Salamanders key as city considers improvements at Barton Springs
Thursday, May 31, 2018 by Chad Swiatecki
A variety of improvements totaling millions of dollars for the area around Barton Springs will move slowly forward in 2019 and 2020, with the protection of the endangered Barton Springs salamander as the primary consideration of city staff.
At a combined meeting of the Parks and Recreation Board and the Environmental Commission on Tuesday, members heard about plans for the ambitious renovations of the Eliza Springs below-ground amphitheater and the circular masonry-walled Sunken Gardens, both historic structures closed from public use that have seen considerable deterioration and are required to be improved because they provide habitat for the federally protected salamander.
“The thing to remember is these sites were closed to public recreation in order that Barton Springs Pool could remain open even though that’s the largest salamander habitat that we have,” said Laurie Dries, a salamander ecologist who previously served on the city’s salamander conservation team. “We do this with the idea and expressed purpose of educating the public about the ecology of our water systems and our salamanders and wildlife.”
Work on both historic structures is in the very early phase, with Parks and Recreation Department staff planning to spend 2019 studying the condition and improvement options for Eliza Springs in hopes of seeing work begin by 2021 at the latest. The improvements to Sunken Gardens are considered an easier and possibly less expensive fix, but the crumbling concrete and overall dire condition of Eliza Springs makes it a priority, said Kim McKnight, environmental conservation program manager for PARD.
McKnight reminded the combined board repeatedly that there is no identified funding for the desired improvements but said there is the possibility that the city could allow use of money from its portion of the Hotel Occupancy Tax, a pool of more than $100 million that is allowed for use on projects that in some way contribute to the city’s tourism economy.
That requirement would likely trigger some sort of educational activities or other programming for visitors to be incorporated into the structures once they are improved, but McKnight said there is currently a lot of uncertainty around competing projects trying to qualify for funds.
“(City Council) has signaled a desire to fund historic tourist sites with a funding stream that had not previously been available,” she said. “This is a brand-new process, there’s working groups and there’s nothing set in stone, so I can’t emphasize enough how many pieces are moving simultaneously. I think it’s wise for us to not count on something this early on.”
Also discussed at the session were the planned 2020 improvements to the bathhouse at Barton Springs, funding for which was included in a 2012 bond issue.
Because of the likely high cost of the many projects discussed on Tuesday, members of the two boards agreed to lobby their respective Council members and consider separate resolutions of support at their upcoming meetings.
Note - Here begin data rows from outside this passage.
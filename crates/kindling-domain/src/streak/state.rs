use chrono::{DateTime, Duration, NaiveDate, Utc};
use serde::{Deserialize, Serialize};

use super::engine::{GraceOutlook, StreakTransitionEngine, TrackTransition};
use super::track::{StreakKind, StreakTrack};
use crate::shared::UserId;

/// Per-user streak record: three independent tracks, the shared grace
/// timestamp, and the lifetime active-day counter.
///
/// Created lazily on a user's first activity event and never deleted;
/// `reset` zeroes the tracks while retaining the row.
#[derive(Debug, Clone, Serialize, Deserialize)]
pub struct UserStreakState {
    user_id: UserId,
    presence: StreakTrack,
    kindness: StreakTrack,
    response: StreakTrack,
    grace_period_used_at: Option<DateTime<Utc>>,
    total_active_days: u32,
    version: i64,
    created_at: DateTime<Utc>,
    updated_at: DateTime<Utc>,
}

impl UserStreakState {
    pub fn new(user_id: UserId) -> Self {
        let now = Utc::now();
        Self {
            user_id,
            presence: StreakTrack::empty(),
            kindness: StreakTrack::empty(),
            response: StreakTrack::empty(),
            grace_period_used_at: None,
            total_active_days: 0,
            version: 0,
            created_at: now,
            updated_at: now,
        }
    }

    #[allow(clippy::too_many_arguments)]
    pub fn restore(
        user_id: UserId,
        presence: StreakTrack,
        kindness: StreakTrack,
        response: StreakTrack,
        grace_period_used_at: Option<DateTime<Utc>>,
        total_active_days: u32,
        version: i64,
        created_at: DateTime<Utc>,
        updated_at: DateTime<Utc>,
    ) -> Self {
        Self {
            user_id,
            presence,
            kindness,
            response,
            grace_period_used_at,
            total_active_days,
            version,
            created_at,
            updated_at,
        }
    }

    /// Advance one track to `today`, spending the shared grace period when
    /// the transition consumes it and counting presence days toward the
    /// lifetime total.
    pub fn advance(
        &mut self,
        kind: StreakKind,
        today: NaiveDate,
        now: DateTime<Utc>,
        grace_cooldown: Duration,
    ) -> TrackTransition {
        let grace = GraceOutlook {
            eligible: kind.grace_eligible(),
            last_used_at: self.grace_period_used_at,
            now,
            cooldown: grace_cooldown,
        };

        let transition = StreakTransitionEngine::advance(self.track(kind), today, &grace);

        *self.track_mut(kind) = transition.track;
        if transition.grace_consumed {
            self.grace_period_used_at = Some(now);
        }
        if transition.counted_day && kind == StreakKind::Presence {
            self.total_active_days += 1;
        }
        if transition.counted_day {
            self.updated_at = now;
        }

        transition
    }

    /// Zero all tracks and the grace timestamp (account reset). The
    /// lifetime counter and ledger history are retained.
    pub fn reset(&mut self, now: DateTime<Utc>) {
        self.presence = StreakTrack::empty();
        self.kindness = StreakTrack::empty();
        self.response = StreakTrack::empty();
        self.grace_period_used_at = None;
        self.updated_at = now;
    }

    /// All three tracks were active on the given calendar day.
    pub fn balanced_day(&self, date: NaiveDate) -> bool {
        self.presence.active_on(date)
            && self.kindness.active_on(date)
            && self.response.active_on(date)
    }

    pub fn track(&self, kind: StreakKind) -> &StreakTrack {
        match kind {
            StreakKind::Presence => &self.presence,
            StreakKind::Kindness => &self.kindness,
            StreakKind::Response => &self.response,
        }
    }

    fn track_mut(&mut self, kind: StreakKind) -> &mut StreakTrack {
        match kind {
            StreakKind::Presence => &mut self.presence,
            StreakKind::Kindness => &mut self.kindness,
            StreakKind::Response => &mut self.response,
        }
    }

    // Getters
    pub fn user_id(&self) -> &UserId {
        &self.user_id
    }

    pub fn presence(&self) -> &StreakTrack {
        &self.presence
    }

    pub fn kindness(&self) -> &StreakTrack {
        &self.kindness
    }

    pub fn response(&self) -> &StreakTrack {
        &self.response
    }

    pub fn grace_period_used_at(&self) -> Option<DateTime<Utc>> {
        self.grace_period_used_at
    }

    pub fn total_active_days(&self) -> u32 {
        self.total_active_days
    }

    pub fn version(&self) -> i64 {
        self.version
    }

    pub fn created_at(&self) -> DateTime<Utc> {
        self.created_at
    }

    pub fn updated_at(&self) -> DateTime<Utc> {
        self.updated_at
    }
}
Multiple times during the meeting, the board and commission members questioned the overall utility of the finished projects that will be largely closed off from public use, as well as the stewardship of using millions of tax dollars to protect salamander habitat.
Asked about the other ways the city could have spent the $2.3 million spent on a recent reconstruction of a stream that flowed into the springs, acting PARD Director Kimberly McNeeley said the city is required to strike a balance between the salamanders’ needs and the popularity of Barton Springs as a public attraction.
“You could think of it as we spent $2.3 million that allowed us to keep the pool open and continue the opportunity to utilize Barton Springs as a recreational amenity,” she said. “Think of it as a $2.3 million investment that allows us to use this recreational amenity for years upon years.”